At t=0,a transverse wave pulse travelling in the positive x direction with a speed of `2 m//s` in a wire is described by the function `y=6//x^(2)` given that `x!=0`. Transverse velocity of a particle at x=2 m and t= 2 s is

To solve the problem step by step, we will follow these instructions: ### Step 1: Understand the wave function The wave function at time \( t = 0 \) is given by: \[ y = \frac{6}{x^2} \] This represents a transverse wave pulse traveling in the positive x-direction. ### Step 2: Write the general wave equation Since the wave is traveling in the positive x-direction, we can express the wave function at any time \( t \) as: \[ y = \frac{6}{(x - vt)^2} \] where \( v \) is the speed of the wave.
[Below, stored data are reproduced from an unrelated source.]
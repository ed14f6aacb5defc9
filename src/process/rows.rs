use csv::StringRecord;
use rust_decimal::Decimal;
use std::str::FromStr;

use crate::schema::ColumnMap;

/// One content line of the input file as raw text cells. Row lengths vary
/// between lines, so every access goes through `cell`, which yields None for
/// out-of-range indices instead of panicking.
#[derive(Debug, Clone)]
pub struct RawRow(StringRecord);

impl RawRow {
    pub fn cell(&self, idx: usize) -> Option<&str> {
        self.0.get(idx)
    }

    pub fn is_blank(&self) -> bool {
        self.0.iter().all(|cell| cell.trim().is_empty())
    }
}

impl From<StringRecord> for RawRow {
    fn from(record: StringRecord) -> Self {
        Self(record)
    }
}

/// A row that survived extraction: required fields present and the
/// measurement parsed to a non-negative decimal.
#[derive(Debug, Clone, PartialEq)]
pub struct NormalizedRow {
    pub plant_id: Option<String>,
    /// Trimmed, original casing preserved.
    pub plant_name: String,
    /// Trimmed and upper-cased.
    pub state: String,
    pub balancing_authority: Option<String>,
    pub net_generation: Decimal,
}

impl NormalizedRow {
    /// Store primary key for this row: the explicit identifier when the
    /// file carries one, otherwise `STATE:Name` from this row's trimmed
    /// spelling. Deterministic, so reprocessing a file derives the same
    /// keys and upserts stay idempotent.
    pub fn derived_plant_id(&self) -> String {
        match &self.plant_id {
            Some(id) => id.clone(),
            None => format!("{}:{}", self.state, self.plant_name),
        }
    }
}

/// Why a row was excluded from aggregation. Row defects drop the row and
/// never abort the file.
#[derive(Debug, Clone, Copy, PartialEq, Eq)]
pub enum SkipReason {
    /// Every cell empty or whitespace.
    BlankLine,
    /// The parser could not produce cells for the line at all.
    Unreadable,
    /// Name cell missing, out of range, or empty after trimming.
    MissingPlantName,
    /// State cell missing, out of range, or shorter than two letters.
    MissingState,
    /// Measurement cell missing, blank, or not a finite number.
    NoMeasurement,
    /// Measurement parsed but was negative; totals never go below zero.
    NegativeValue,
}

/// Extract a `NormalizedRow` through the resolved column indices, or report
/// why the row is dropped.
pub fn normalize_row(row: &RawRow, columns: &ColumnMap) -> Result<NormalizedRow, SkipReason> {
    if row.is_blank() {
        return Err(SkipReason::BlankLine);
    }

    let plant_name = row
        .cell(columns.plant_name)
        .map(str::trim)
        .filter(|name| !name.is_empty())
        .ok_or(SkipReason::MissingPlantName)?
        .to_string();

    let state = row
        .cell(columns.state)
        .map(str::trim)
        .filter(|state| state.len() >= 2)
        .map(str::to_uppercase)
        .ok_or(SkipReason::MissingState)?;

    let net_generation = row
        .cell(columns.measurement.index())
        .and_then(parse_decimal)
        .ok_or(SkipReason::NoMeasurement)?;
    if net_generation < Decimal::ZERO {
        return Err(SkipReason::NegativeValue);
    }

    let plant_id = columns
        .plant_id
        .and_then(|idx| row.cell(idx))
        .map(str::trim)
        .filter(|id| !id.is_empty())
        .map(str::to_string);

    let balancing_authority = columns
        .balancing_authority
        .and_then(|idx| row.cell(idx))
        .map(str::trim)
        .filter(|code| !code.is_empty())
        .map(str::to_string);

    Ok(NormalizedRow {
        plant_id,
        plant_name,
        state,
        balancing_authority,
        net_generation,
    })
}

/// Parse a cell as a decimal quantity. Thousands separators are stripped
/// first; plain and scientific notation both parse. Blank or non-numeric
/// cells yield None so the caller drops the row instead of defaulting the
/// value to zero.
pub fn parse_decimal(raw: &str) -> Option<Decimal> {
    let cleaned = raw.trim().replace(',', "");
    if cleaned.is_empty() {
        return None;
    }
    Decimal::from_str(&cleaned)
        .or_else(|_| Decimal::from_scientific(&cleaned))
        .ok()
}

#[cfg(test)]
mod tests {
    use super::*;
    use crate::schema::{ColumnMap, MeasurementColumn};
    use rust_decimal::Decimal;

    fn raw(cells: &[&str]) -> RawRow {
        RawRow::from(StringRecord::from(cells.to_vec()))
    }

    fn columns() -> ColumnMap {
        ColumnMap {
            plant_id: Some(0),
            plant_name: 1,
            state: 2,
            balancing_authority: Some(3),
            measurement: MeasurementColumn::Plant(4),
        }
    }

    #[test]
    fn parses_thousands_separators_and_scientific_notation() {
        assert_eq!(parse_decimal("1,234.5"), Some(Decimal::new(12345, 1)));
        assert_eq!(parse_decimal("  42 "), Some(Decimal::from(42)));
        assert_eq!(parse_decimal("1e3"), Some(Decimal::from(1000)));
        assert_eq!(parse_decimal("-5"), Some(Decimal::from(-5)));
    }

    #[test]
    fn rejects_blank_and_non_numeric() {
        assert_eq!(parse_decimal(""), None);
        assert_eq!(parse_decimal("   "), None);
        assert_eq!(parse_decimal("n/a"), None);
        assert_eq!(parse_decimal("inf"), None);
        assert_eq!(parse_decimal("nan"), None);
    }

    #[test]
    fn normalizes_a_complete_row() {
        let row = raw(&["3", " Comanche Peak ", "tx", "ERCO", "9,500.5"]);
        let normalized = normalize_row(&row, &columns()).unwrap();
        assert_eq!(normalized.plant_id.as_deref(), Some("3"));
        assert_eq!(normalized.plant_name, "Comanche Peak");
        assert_eq!(normalized.state, "TX");
        assert_eq!(normalized.balancing_authority.as_deref(), Some("ERCO"));
        assert_eq!(normalized.net_generation, Decimal::new(95005, 1));
    }

    #[test]
    fn short_rows_drop_instead_of_panicking() {
        let row = raw(&["3", "Plant A"]);
        assert_eq!(
            normalize_row(&row, &columns()),
            Err(SkipReason::MissingState)
        );
    }

    #[test]
    fn blank_rows_are_reported_as_blank() {
        let row = raw(&["", "  ", "", "", ""]);
        assert_eq!(normalize_row(&row, &columns()), Err(SkipReason::BlankLine));
    }

    #[test]
    fn missing_name_and_state_are_distinguished() {
        let row = raw(&["3", "   ", "TX", "", "100"]);
        assert_eq!(
            normalize_row(&row, &columns()),
            Err(SkipReason::MissingPlantName)
        );
        let row = raw(&["3", "Plant A", "T", "", "100"]);
        assert_eq!(
            normalize_row(&row, &columns()),
            Err(SkipReason::MissingState)
        );
    }

    #[test]
    fn unparseable_measurement_drops_the_row() {
        let row = raw(&["3", "Plant A", "TX", "", "pending"]);
        assert_eq!(
            normalize_row(&row, &columns()),
            Err(SkipReason::NoMeasurement)
        );
    }

    #[test]
    fn negative_measurement_drops_the_row() {
        let row = raw(&["3", "Plant A", "TX", "", "-12.5"]);
        assert_eq!(
            normalize_row(&row, &columns()),
            Err(SkipReason::NegativeValue)
        );
    }

    #[test]
    fn empty_id_cell_falls_back_to_derived_key() {
        let row = raw(&["  ", "Plant A", "TX", "", "100"]);
        let normalized = normalize_row(&row, &columns()).unwrap();
        assert_eq!(normalized.plant_id, None);
        assert_eq!(normalized.derived_plant_id(), "TX:Plant A");
    }
}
Given that the speed \( v = 2 \, \text{m/s} \), we can substitute this into the equation: \[ y = \frac{6}{(x - 2t)^2} \] ### Step 3: Differentiate the wave function with respect to time To find the transverse velocity of a particle, we need to differentiate \( y \) with respect to \( t \): \[ \frac{dy}{dt} = \frac{d}{dt} \left( \frac{6}{(x - 2t)^2} \right) \] Using the chain rule, we get: \[ \frac{dy}{dt} = 6 \cdot \frac{d}{dt} \left( (x - 2t)^{-2} \right) = 6 \cdot (-2)(x - 2t)^{-3} \cdot (-2) = \frac{24}{(x - 2t)^3} \] ### Step 4: Substitute the values of \( x \) and \( t \) We need to find the transverse velocity at \( x = 2 \, \text{m} \) and \( t = 2 \, \text{s} \): \[ \frac{dy}{dt} = \frac{24}{(2 - 2 \cdot 2)^3} = \frac{24}{(2 - 4)^3} = \frac{24}{(-2)^3} = \frac{24}{-8} = -3 \, \text{m/s} \] ### Step 5: Conclusion The transverse velocity of the particle at \( x = 2 \, \text{m} \) and \( t = 2 \, \text{s} \) is: \[ \frac{dy}{dt} = -3 \, \text{m/s} \] ---